**AIM OF THE EXERCISE**
Could you repeat every record below exactly as written?

**EXERCISE DATA**
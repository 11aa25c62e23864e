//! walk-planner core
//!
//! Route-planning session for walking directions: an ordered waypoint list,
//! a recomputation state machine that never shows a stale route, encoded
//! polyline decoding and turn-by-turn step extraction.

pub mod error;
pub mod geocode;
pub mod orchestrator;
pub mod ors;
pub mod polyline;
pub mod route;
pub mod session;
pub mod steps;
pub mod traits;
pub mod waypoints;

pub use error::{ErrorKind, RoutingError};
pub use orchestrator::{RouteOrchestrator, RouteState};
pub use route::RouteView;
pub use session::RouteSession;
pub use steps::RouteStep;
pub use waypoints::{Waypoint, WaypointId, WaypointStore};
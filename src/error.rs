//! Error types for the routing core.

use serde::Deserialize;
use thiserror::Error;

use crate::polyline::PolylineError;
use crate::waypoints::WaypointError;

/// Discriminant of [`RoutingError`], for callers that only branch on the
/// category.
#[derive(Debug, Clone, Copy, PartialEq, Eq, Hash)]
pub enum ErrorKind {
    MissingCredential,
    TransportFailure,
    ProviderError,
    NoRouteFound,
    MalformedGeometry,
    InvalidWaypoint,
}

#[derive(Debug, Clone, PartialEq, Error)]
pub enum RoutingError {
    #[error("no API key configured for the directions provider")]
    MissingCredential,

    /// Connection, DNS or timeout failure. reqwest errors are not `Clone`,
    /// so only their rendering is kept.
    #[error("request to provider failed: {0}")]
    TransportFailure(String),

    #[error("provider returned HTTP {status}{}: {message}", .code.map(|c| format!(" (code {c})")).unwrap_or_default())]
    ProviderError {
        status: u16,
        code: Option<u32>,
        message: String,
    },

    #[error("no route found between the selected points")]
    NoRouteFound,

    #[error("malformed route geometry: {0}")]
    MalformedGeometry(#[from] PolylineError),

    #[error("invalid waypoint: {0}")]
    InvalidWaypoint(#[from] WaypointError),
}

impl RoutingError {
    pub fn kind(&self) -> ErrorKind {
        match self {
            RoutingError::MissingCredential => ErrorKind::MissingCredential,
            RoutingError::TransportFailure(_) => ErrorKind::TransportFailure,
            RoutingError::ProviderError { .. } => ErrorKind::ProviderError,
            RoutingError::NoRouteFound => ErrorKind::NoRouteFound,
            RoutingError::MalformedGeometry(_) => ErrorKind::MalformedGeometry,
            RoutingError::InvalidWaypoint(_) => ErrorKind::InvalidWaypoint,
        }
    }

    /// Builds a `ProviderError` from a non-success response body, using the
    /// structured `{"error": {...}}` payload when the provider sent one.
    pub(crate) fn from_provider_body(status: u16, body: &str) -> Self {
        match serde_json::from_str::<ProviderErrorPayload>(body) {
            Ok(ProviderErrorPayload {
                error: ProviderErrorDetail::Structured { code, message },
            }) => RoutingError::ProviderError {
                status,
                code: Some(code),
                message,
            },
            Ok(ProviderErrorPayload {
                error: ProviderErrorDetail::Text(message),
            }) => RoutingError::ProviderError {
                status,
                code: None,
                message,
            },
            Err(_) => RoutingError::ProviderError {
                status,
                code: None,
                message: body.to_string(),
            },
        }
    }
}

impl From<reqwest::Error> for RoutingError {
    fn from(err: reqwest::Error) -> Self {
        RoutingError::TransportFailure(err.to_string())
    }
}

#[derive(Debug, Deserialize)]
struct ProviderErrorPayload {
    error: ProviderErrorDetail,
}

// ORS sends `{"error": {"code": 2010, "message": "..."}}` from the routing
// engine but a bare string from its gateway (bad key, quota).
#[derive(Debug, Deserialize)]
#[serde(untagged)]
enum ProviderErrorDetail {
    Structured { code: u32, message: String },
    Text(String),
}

**RESULT BELOW**
repository 11aa25c62e23864e
//! walk-planner core
//!
//! Route-planning session for walking directions: an ordered waypoint list,
//! a recomputation state machine that never shows a stale route, encoded
//! polyline decoding and turn-by-turn step extraction.

pub mod error;
pub mod geocode;
pub mod orchestrator;
pub mod ors;
pub mod polyline;
pub mod route;
pub mod session;
pub mod steps;
pub mod traits;
pub mod waypoints;

pub use error::{ErrorKind, RoutingError};
pub use orchestrator::{RouteOrchestrator, RouteState};
pub use route::RouteView;
pub use session::RouteSession;
pub use steps::RouteStep;
pub use waypoints::{Waypoint, WaypointId, WaypointStore};
filename src/error.rs
//! Error types for the routing core.

use serde::Deserialize;
use thiserror::Error;

use crate::polyline::PolylineError;
use crate::waypoints::WaypointError;

/// Discriminant of [`RoutingError`], for callers that only branch on the
/// category.
#[derive(Debug, Clone, Copy, PartialEq, Eq, Hash)]
pub enum ErrorKind {
    MissingCredential,
    TransportFailure,
    ProviderError,
    NoRouteFound,
    MalformedGeometry,
    InvalidWaypoint,
}

#[derive(Debug, Clone, PartialEq, Error)]
pub enum RoutingError {
    #[error("no API key configured for the directions provider")]
    MissingCredential,

    /// Connection, DNS or timeout failure. reqwest errors are not `Clone`,
    /// so only their rendering is kept.
    #[error("request to provider failed: {0}")]
    TransportFailure(String),

    #[error("provider returned HTTP {status}{}: {message}", .code.map(|c| format!(" (code {c})")).unwrap_or_default())]
    ProviderError {
        status: u16,
        code: Option<u32>,
        message: String,
    },

    #[error("no route found between the selected points")]
    NoRouteFound,

    #[error("malformed route geometry: {0}")]
    MalformedGeometry(#[from] PolylineError),

    #[error("invalid waypoint: {0}")]
    InvalidWaypoint(#[from] WaypointError),
}

impl RoutingError {
    pub fn kind(&self) -> ErrorKind {
        match self {
            RoutingError::MissingCredential => ErrorKind::MissingCredential,
            RoutingError::TransportFailure(_) => ErrorKind::TransportFailure,
            RoutingError::ProviderError { .. } => ErrorKind::ProviderError,
            RoutingError::NoRouteFound => ErrorKind::NoRouteFound,
            RoutingError::MalformedGeometry(_) => ErrorKind::MalformedGeometry,
            RoutingError::InvalidWaypoint(_) => ErrorKind::InvalidWaypoint,
        }
    }

    /// Builds a `ProviderError` from a non-success response body, using the
    /// structured `{"error": {...}}` payload when the provider sent one.
    pub(crate) fn from_provider_body(status: u16, body: &str) -> Self {
        match serde_json::from_str::<ProviderErrorPayload>(body) {
            Ok(ProviderErrorPayload {
                error: ProviderErrorDetail::Structured { code, message },
            }) => RoutingError::ProviderError {
                status,
                code: Some(code),
                message,
            },
            Ok(ProviderErrorPayload {
                error: ProviderErrorDetail::Text(message),
            }) => RoutingError::ProviderError {
                status,
                code: None,
                message,
            },
            Err(_) => RoutingError::ProviderError {
                status,
                code: None,
                message: body.to_string(),
            },
        }
    }
}

impl From<reqwest::Error> for RoutingError {
    fn from(err: reqwest::Error) -> Self {
        RoutingError::TransportFailure(err.to_string())
    }
}

#[derive(Debug, Deserialize)]
struct ProviderErrorPayload {
    error: ProviderErrorDetail,
}

// ORS sends `{"error": {"code": 2010, "message": "..."}}` from the routing
// engine but a bare string from its gateway (bad key, quota).
#[derive(Debug, Deserialize)]
#[serde(untagged)]
enum ProviderErrorDetail {
    Structured { code: u32, message: String },
    Text(String),
}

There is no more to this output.